Export Millions of Data on Neo4j to CSV, JSON with Official Drivers

Hello , i'm using a lot of official drivers from Neo4j, i use the Java Driver, Python Driver, and Javascript Driver, so i need that when ask for a Query like

MATCH (n:Client) return n.name , n.address, n.clientNumber

i can return the results into a CSV , in python i get the result of the query and get record by record and then add to a CSV file with native python libraries.

Is there an function in one of the official drivers that i can export this data easy to a CSV or JSON without previous treatmentof the data ?
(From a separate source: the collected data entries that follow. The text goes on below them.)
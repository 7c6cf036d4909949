//! # 输出格式与文件命名
//!
//! ## 设计思路
//!
//! 输出格式只在“安全集合”（PNG / JPEG / WEBP）内保留源格式，其余一律落到 PNG。
//! 文件名去掉最后一个扩展名，追加 `-square` 后缀（已存在则不重复），
//! 再接上与输出格式一致的扩展名。

use image::ImageFormat;
use once_cell::sync::Lazy;
use regex::Regex;

/// 裁剪输出文件名后缀。
pub const CROPPED_NAME_SUFFIX: &str = "-square";
/// 无法从 URL 推断名称时使用的基础名。
const FALLBACK_BASE_NAME: &str = "project-image";

static TRAILING_EXTENSION: Lazy<Regex> =
    Lazy::new(|| Regex::new(r"\.[^/.]+$").expect("extension pattern is valid"));

/// 输出编码格式。
#[derive(Debug, Clone, Copy, PartialEq, Eq)]
pub enum OutputFormat {
    Png,
    Jpeg,
    WebP,
}

impl OutputFormat {
    /// 根据源 MIME 选择输出格式；`image/jpg` 视为 `image/jpeg`，未知类型回退 PNG。
    pub fn from_source_mime(mime_type: Option<&str>) -> Self {
        let Some(raw) = mime_type else {
            return Self::Png;
        };

        match normalize_mime(raw).as_str() {
            "image/jpeg" => Self::Jpeg,
            "image/webp" => Self::WebP,
            _ => Self::Png,
        }
    }

    pub fn mime_type(self) -> &'static str {
        match self {
            Self::Png => "image/png",
            Self::Jpeg => "image/jpeg",
            Self::WebP => "image/webp",
        }
    }

    pub fn extension(self) -> &'static str {
        match self {
            Self::Png => "png",
            Self::Jpeg => "jpg",
            Self::WebP => "webp",
        }
    }

    pub(crate) fn image_format(self) -> ImageFormat {
        match self {
            Self::Png => ImageFormat::Png,
            Self::Jpeg => ImageFormat::Jpeg,
            Self::WebP => ImageFormat::WebP,
        }
    }
}

/// 小写化并去掉参数部分（`; charset=...`），`image/jpg` 归一为 `image/jpeg`。
pub fn normalize_mime(raw: &str) -> String {
    let base = raw.split(';').next().unwrap_or("").trim().to_ascii_lowercase();
    if base == "image/jpg" {
        return "image/jpeg".to_string();
    }
    base
}

/// MIME 对应的扩展名，未知类型按 PNG 处理。
pub fn extension_for_mime(mime_type: &str) -> &'static str {
    match normalize_mime(mime_type).as_str() {
        "image/jpeg" => "jpg",
        "image/webp" => "webp",
        _ => "png",
    }
}

/// 构造裁剪后的文件名。
///
/// ```rust
/// use asap_crop::crop::{build_cropped_file_name, OutputFormat};
///
/// assert_eq!(build_cropped_file_name("cover.jpeg", OutputFormat::Jpeg), "cover-square.jpg");
/// assert_eq!(build_cropped_file_name("cover-square.png", OutputFormat::Png), "cover-square.png");
/// ```
pub fn build_cropped_file_name(original_name: &str, format: OutputFormat) -> String {
    let base = TRAILING_EXTENSION.replace(original_name, "");
    let suffix = if base.ends_with(CROPPED_NAME_SUFFIX) {
        ""
    } else {
        CROPPED_NAME_SUFFIX
    };
    format!("{}{}.{}", base, suffix, format.extension())
}

/// 从 URL 推断原始文件名（含扩展名），用于远程来源。
///
/// 取去掉查询串后的最后一段路径；没有扩展名时按源 MIME 补齐；
/// 空段或 data URL 使用 `project-image`。
pub fn infer_name_from_url(url: &str, source_mime: &str) -> String {
    let extension = extension_for_mime(source_mime);

    if url.trim_start().starts_with("data:") {
        return format!("{}.{}", FALLBACK_BASE_NAME, extension);
    }

    let without_query = url.split(['?', '#']).next().unwrap_or(url);
    let last_segment = without_query
        .rsplit('/')
        .next()
        .filter(|segment| !segment.is_empty())
        .unwrap_or(FALLBACK_BASE_NAME);

    if last_segment.contains('.') {
        last_segment.to_string()
    } else {
        format!("{}.{}", last_segment, extension)
    }
}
CALL apoc.periodic.iterate("MATCH (n:Client) return n",
"CALL apoc.export.json.query('UNWIND $_batch as row with row.n as cli RETURN {name:cli.name,address:cli.address,clientNumber:cli.clientNumber} as map','/export_data/test-json-export-' + $_count+'.json',{useTypes:true, storeNodeIds:false,params:{_batch:$_batch}}) YIELD nodes return sum(nodes)",{batchSize:100000,iterateList:true,parallel:true,concurrency:20});

This will export files that are 100k in length, exporting them in parallel using APOC. Follow instructions online to use APOC and its exports, should be an easy google search.

2 Likes

HI Ben,
I just wrote code in python that would create the data extraction for each labeled node in the database I'm working on. I utilized your idea of using apoc.export.csv.query within the apoc.periodic.iterate process. I initially tested this on a Node, and extracted a few columns. That executed really well. As I expanded the python script to extract all properties in the nodes based on a single label, I ended up getting errors every time i tested. The issue is that if you bring in 100,000 rows, and that batch does not have all of the properties in it, then it fails on that batch. Do you know if there is a way to apoc.export.csv.query not fail if it doesn't see the properties? If this can be fixed, I'll be using your method of doing extraction.

Hi Brett,

I believe this can be done with Coalesce() functionality. In my example above, supposing that one of those properties is null or doesn't exists I would do the following:

"CALL apoc.export.json.query('UNWIND $_batch as row with row.n as cli RETURN {name:COALESCE(cli.name,"null"),address:COALESCE(cli.address,"null"),clientNumber:COALESCE(cli.clientNumber,"null")} as map','/export_data/test-json-export-' + $_count+'.json',{useTypes:true, storeNodeIds:false,params:{_batch:$_batch}}) YIELD nodes return sum(nodes)",{batchSize:100000,iterateList:true,parallel:true,concurrency:20});

1 Like